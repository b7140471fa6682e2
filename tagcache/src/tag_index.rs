//! Secondary indexes between tags and cache keys.

use crate::error::{CacheError, CacheResult};
use crate::keys::KeySpace;
use crate::store::{Store, StoreBatch};
use futures::stream::{self, StreamExt, TryStreamExt};
use std::collections::{BTreeSet, HashSet};
use std::sync::Arc;
use tracing::debug;

/// Maintains `tag -> {keys}` (reverse) and `key -> {tags}` (forward).
///
/// Each index step is a single Store transaction, but steps are not atomic
/// with each other or with the entry write. Drift is repaired by
/// [`reconcile_against_live_keys`](Self::reconcile_against_live_keys).
#[derive(Clone)]
pub struct TagIndex {
    store: Arc<dyn Store>,
    keys: KeySpace,
    max_parallelism: usize,
}

impl TagIndex {
    /// Create an index over `store` under the given key space.
    pub fn new(store: Arc<dyn Store>, keys: KeySpace, max_parallelism: usize) -> Self {
        Self {
            store,
            keys,
            max_parallelism: max_parallelism.max(1),
        }
    }

    /// Keys tagged with `tag`.
    pub async fn keys_for_tag(&self, tag: &str) -> CacheResult<HashSet<String>> {
        self.store.set_members(&self.keys.keys_for_tag(tag)).await
    }

    /// Tags carried by `key`.
    pub async fn tags_for_key(&self, key: &str) -> CacheResult<HashSet<String>> {
        self.store.set_members(&self.keys.tags_for_key(key)).await
    }

    /// Replace the forward entry of `key`. Empty `tags` clears it.
    pub async fn set_tags_for_key(&self, key: &str, tags: &[String]) -> CacheResult<()> {
        let index_key = self.keys.tags_for_key(key);
        let batch = StoreBatch::new()
            .delete_key(&index_key)
            .add_to_set(&index_key, tags);
        self.store.execute_atomic(batch).await
    }

    /// Add `key` to the reverse entry of every tag.
    pub async fn add_key_to_tags(&self, key: &str, tags: &[String]) -> CacheResult<()> {
        let member = [key.to_string()];
        let batch = tags.iter().fold(StoreBatch::new(), |batch, tag| {
            batch.add_to_set(self.keys.keys_for_tag(tag), &member)
        });
        self.execute(batch).await
    }

    /// Remove `key` from the reverse entry of every tag.
    pub async fn remove_key_from_tags(&self, key: &str, tags: &[String]) -> CacheResult<()> {
        let member = [key.to_string()];
        let batch = tags.iter().fold(StoreBatch::new(), |batch, tag| {
            batch.remove_from_set(self.keys.keys_for_tag(tag), &member)
        });
        self.execute(batch).await
    }

    /// Re-index `key` under exactly `tags`.
    ///
    /// The key leaves every tag it no longer carries, then the forward entry
    /// is replaced and the new reverse entries are added concurrently.
    pub async fn update_tags(&self, key: &str, tags: &[String]) -> CacheResult<()> {
        let previous = self.tags_for_key(key).await?;
        let stale: Vec<String> = previous
            .into_iter()
            .filter(|tag| !tags.contains(tag))
            .collect();

        if !stale.is_empty() {
            debug!(key = %key, stale = ?stale, "Removing key from stale tags");
            self.remove_key_from_tags(key, &stale).await?;
        }

        futures::try_join!(
            self.set_tags_for_key(key, tags),
            self.add_key_to_tags(key, tags)
        )?;
        Ok(())
    }

    /// Drop `key` from both indexes.
    ///
    /// `known_tags` (e.g. from a decoded envelope) are removed along with
    /// whatever the forward index lists.
    pub async fn remove_key(&self, key: &str, known_tags: &[String]) -> CacheResult<()> {
        let mut tags: BTreeSet<String> = self.tags_for_key(key).await?.into_iter().collect();
        tags.extend(known_tags.iter().cloned());

        let member = [key.to_string()];
        let batch = tags.iter().fold(
            StoreBatch::new().delete_key(self.keys.tags_for_key(key)),
            |batch, tag| batch.remove_from_set(self.keys.keys_for_tag(tag), &member),
        );
        self.store.execute_atomic(batch).await
    }

    /// Drop every key in `keys` from both indexes, with bounded parallelism.
    pub async fn remove_tags(&self, keys: &[String]) -> CacheResult<()> {
        stream::iter(keys.iter().cloned())
            .map(|key| async move { self.remove_key(&key, &[]).await })
            .buffer_unordered(self.max_parallelism)
            .try_collect::<Vec<()>>()
            .await?;
        Ok(())
    }

    /// Remove reverse-index members whose key no longer exists.
    ///
    /// Returns the reclaimed keys. A key is only dropped after the Store
    /// reported it absent, so concurrent writers are never unindexed.
    pub async fn reconcile_reverse_index(&self) -> CacheResult<Vec<String>> {
        let index_keys: Vec<String> = self
            .store
            .scan_keys(&self.keys.keys_for_tag_pattern())
            .try_collect()
            .await?;

        let mut reclaimed = BTreeSet::new();
        for index_key in index_keys {
            let members: Vec<String> = self.store.set_members(&index_key).await?.into_iter().collect();
            let missing = self.missing(members).await?;
            if missing.is_empty() {
                continue;
            }

            debug!(index = %index_key, count = missing.len(), "Dropping vanished keys from tag");
            self.store.remove_from_set(&index_key, &missing).await?;
            reclaimed.extend(missing);
        }

        let reclaimed: Vec<String> = reclaimed.into_iter().collect();
        self.remove_tags(&reclaimed).await?;
        Ok(reclaimed)
    }

    /// Remove forward-index entries whose key no longer exists.
    ///
    /// Returns the reclaimed keys.
    pub async fn reconcile_forward_index(&self) -> CacheResult<Vec<String>> {
        let index_keys: Vec<String> = self
            .store
            .scan_keys(&self.keys.tags_for_key_pattern())
            .try_collect()
            .await?;

        let keys: Vec<String> = index_keys
            .iter()
            .filter_map(|index_key| self.keys.key_from_index_key(index_key))
            .map(str::to_string)
            .collect();

        let mut reclaimed = self.missing(keys).await?;
        reclaimed.sort();
        self.remove_tags(&reclaimed).await?;
        Ok(reclaimed)
    }

    /// Both reconciliation passes; returns the distinct reclaimed keys.
    pub async fn reconcile_against_live_keys(&self) -> CacheResult<Vec<String>> {
        let mut reclaimed = self.reconcile_reverse_index().await?;
        for key in self.reconcile_forward_index().await? {
            if !reclaimed.contains(&key) {
                reclaimed.push(key);
            }
        }
        Ok(reclaimed)
    }

    /// The subset of `keys` the Store reports as absent.
    async fn missing(&self, keys: Vec<String>) -> CacheResult<Vec<String>> {
        stream::iter(keys)
            .map(|key| async move {
                let exists = self.store.key_exists(&key).await?;
                Ok::<_, CacheError>((!exists).then_some(key))
            })
            .buffer_unordered(self.max_parallelism)
            .try_filter_map(|key| async move { Ok(key) })
            .try_collect()
            .await
    }

    async fn execute(&self, batch: StoreBatch) -> CacheResult<()> {
        if batch.is_empty() {
            return Ok(());
        }
        self.store.execute_atomic(batch).await
    }
}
§
ASSIGNMENT: Please show the lines of the material that contain the string "previous".

OUTPUT FOR THIS TASK:
        let previous = self.tags_for_key(key).await?;
        let stale: Vec<String> = previous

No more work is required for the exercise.